Just for Fun

Enough of the heavy stuff for a day. Let’s enjoy some Erik antics! After the transcript, please enjoy the amazing account of a woman who claims to be the reincarnation of Anne Frank. You can tell by her demeanor and her story that she is NOT a fraud! Thanks, Tracy, for bringing these videos to our attention!

Channeling Transcript

Me: Hello, Jamie! How was your weekend?

Jamie: It was full! I taught a class on how to see auras and other things.

Me: Oh, yeah! Was Steve there?

Jamie: Yes, he was here and so was Erik. (See starts to giggle.)

Me: Oh, good!

Jamie: And he pulled some pranks on the poor people!

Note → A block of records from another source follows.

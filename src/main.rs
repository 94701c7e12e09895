use clap::Parser;
use env_logger::Env;
use log::debug;
use polish::{Error, Expr, Prompt};

/// Evaluate an arithmetic expression, such as `-(a+1.5)*{b/2}`. Variables
/// without a value are asked on the standard input.
#[derive(Parser, Debug)]
#[command(version, about, long_about = None)]
struct Args {
    /// Bind a variable before evaluating, as `name=value`. May be repeated.
    #[arg(short = 'D', long = "define", value_name = "NAME=VALUE", value_parser = parse_binding)]
    define: Vec<(String, f64)>,

    /// Print the expression in reverse polish notation before its value.
    #[arg(short, long)]
    postfix: bool,

    /// Fail on unbound variables instead of asking for their value.
    #[arg(long)]
    no_prompt: bool,

    /// The expression, without whitespace.
    expression: String,
}

fn parse_binding(arg: &str) -> Result<(String, f64), String> {
    let (name, value) = arg
        .split_once('=')
        .ok_or_else(|| format!("expected NAME=VALUE, got '{arg}'"))?;
    let value = value
        .trim()
        .parse()
        .map_err(|_| format!("'{value}' is not a number"))?;
    Ok((name.trim().to_owned(), value))
}

fn run(args: Args) -> Result<(), Error> {
    let mut expr = Expr::with_bindings(&args.expression, args.define)?;
    debug!("unresolved names: {:?}", expr.unresolved());
    if args.postfix {
        println!("{}", expr.postfix());
    }
    let result = if args.no_prompt {
        expr.eval()?
    } else {
        expr.eval_with(&mut Prompt::stdio())?
    };
    println!("{result}");
    Ok(())
}

fn main() {
    env_logger::Builder::from_env(Env::default().default_filter_or("warn")).init();

    if let Err(e) = run(Args::parse()) {
        eprintln!("{e}");
        std::process::exit(1);
    }
}
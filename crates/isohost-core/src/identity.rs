//! Per-run resource identity
//!
//! Every isolated host gets a fresh UUID; the backing-store catalog name is
//! derived from it so two live hosts never address the same catalog.

use serde::{Deserialize, Serialize};
use std::fmt;
use uuid::Uuid;

/// Prefix used for catalog names when none is configured
pub const DEFAULT_CATALOG_PREFIX: &str = "ISO_TEST_";

/// Unique identity of one isolated host and the name of its catalog
#[derive(Debug, Clone, PartialEq, Eq, Hash, Serialize, Deserialize)]
pub struct ResourceIdentity {
    id: Uuid,
    derived_name: String,
}

impl ResourceIdentity {
    /// Generate a fresh identity with the default prefix
    pub fn new() -> Self {
        Self::with_prefix(DEFAULT_CATALOG_PREFIX)
    }

    /// Generate a fresh identity whose catalog name starts with `prefix`
    pub fn with_prefix(prefix: &str) -> Self {
        Self::from_parts(Uuid::new_v4(), prefix)
    }

    /// Rebuild an identity from a known id, e.g. to point at an existing store
    pub fn from_parts(id: Uuid, prefix: &str) -> Self {
        Self {
            id,
            derived_name: format!("{}{}", prefix, id),
        }
    }

    /// The generated identifier
    pub fn id(&self) -> Uuid {
        self.id
    }

    /// Catalog name derived from the identifier
    pub fn derived_name(&self) -> &str {
        &self.derived_name
    }
}

impl Default for ResourceIdentity {
    fn default() -> Self {
        Self::new()
    }
}

impl fmt::Display for ResourceIdentity {
    fn fmt(&self, f: &mut fmt::Formatter<'_>) -> fmt::Result {
        f.write_str(&self.derived_name)
    }
}

#[cfg(test)]
mod tests {
    use super::*;
    use std::collections::HashSet;

    #[test]
    fn test_derived_name_is_prefix_plus_id() {
        let identity = ResourceIdentity::new();
        assert_eq!(
            identity.derived_name(),
            format!("ISO_TEST_{}", identity.id())
        );
    }

    #[test]
    fn test_identities_are_distinct() {
        let names: HashSet<String> = (0..256)
            .map(|_| ResourceIdentity::new().derived_name().to_string())
            .collect();
        assert_eq!(names.len(), 256);
    }

    #[test]
    fn test_from_parts_is_deterministic() {
        let id = Uuid::new_v4();
        let a = ResourceIdentity::from_parts(id, "X_");
        let b = ResourceIdentity::from_parts(id, "X_");
        assert_eq!(a, b);
        assert!(a.derived_name().starts_with("X_"));
    }
}
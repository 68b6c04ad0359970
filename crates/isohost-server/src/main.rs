//! Isohost Server binary
//!
//! Starts one isolated host from configuration, serves until Ctrl-C, then
//! stops it and drops its catalog.

use clap::Parser;
use isohost_server::{Host, HostBuilder, IsolatedHost, IsolationSettings, ServerConfig};
use std::path::PathBuf;
use tokio_util::sync::CancellationToken;
use tracing::{info, warn};
use tracing_subscriber::{layer::SubscriberExt, util::SubscriberInitExt};

/// Isohost Server CLI arguments
#[derive(Parser, Debug)]
#[command(name = "isohost-server")]
#[command(about = "Isolated integration-test host", long_about = None)]
struct Args {
    /// Configuration file (TOML); `ISOHOST_*` variables override it
    #[arg(long, short = 'c')]
    config: Option<PathBuf>,

    /// Enable verbose logging (prints debug information to stdout/stderr)
    #[arg(long, short = 'v')]
    verbose: bool,
}

fn main() -> anyhow::Result<()> {
    let args = Args::parse();

    let rt = tokio::runtime::Builder::new_multi_thread()
        .thread_name("isohost-worker")
        .enable_all()
        .build()?;

    let filter = if args.verbose {
        tracing_subscriber::EnvFilter::try_from_default_env()
            .unwrap_or_else(|_| "isohost_server=debug,isohost_core=debug,tower_http=debug".into())
    } else {
        tracing_subscriber::EnvFilter::try_from_default_env()
            .unwrap_or_else(|_| "isohost_server=info,isohost_core=warn,tower_http=error".into())
    };

    tracing_subscriber::registry()
        .with(filter)
        .with(tracing_subscriber::fmt::layer())
        .init();

    rt.block_on(async_main(args))
}

async fn async_main(args: Args) -> anyhow::Result<()> {
    let config = match &args.config {
        Some(path) => ServerConfig::from_file(path)?
            .with_overrides(|name| std::env::var(name).ok())?,
        None => ServerConfig::from_env()?,
    };
    std::fs::create_dir_all(&config.engine.address)?;

    let settings = IsolationSettings::from_config(&config);
    let shutdown_timeout = config.shutdown_timeout();
    let mut host = IsolatedHost::start_new(HostBuilder::new(config), settings).await?;

    info!("Catalog: {}", host.catalog_name());
    info!("Connection string: {}", host.connection_string());
    if let Some(url) = host.base_url() {
        info!("Serving on {}", url);
    }

    tokio::signal::ctrl_c().await?;
    info!("Shutting down");

    let cancel = CancellationToken::new();
    let timer = cancel.clone();
    tokio::spawn(async move {
        tokio::time::sleep(shutdown_timeout).await;
        timer.cancel();
    });
    if let Err(e) = host.stop(cancel).await {
        warn!("Stop failed: {}", e);
    }

    let report = host.dispose();
    for err in &report.teardown_errors {
        warn!("Teardown error: {}", err);
    }
    Ok(())
}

Me: Why am I not surprised?

Jamie: In the psychomanteum, the dark, trance-state room.

Me: Uh huh.

Jamie (still giggling): When I closed them up, I said, ‘Erik is in here.’ Only Steve knew what I was talking about, and I go, ‘Erik is in here; I see him. You guys have a good time. Okay, bye!’ And I closed the curtain.

Jamie and I laugh together.

Jamie: So, the woman that was in there with him, she’s a really cute girl—oh my god, like fabulously cute!

Me: Aw oh! Aw oh! Jillian probably wasn’t too happy about that!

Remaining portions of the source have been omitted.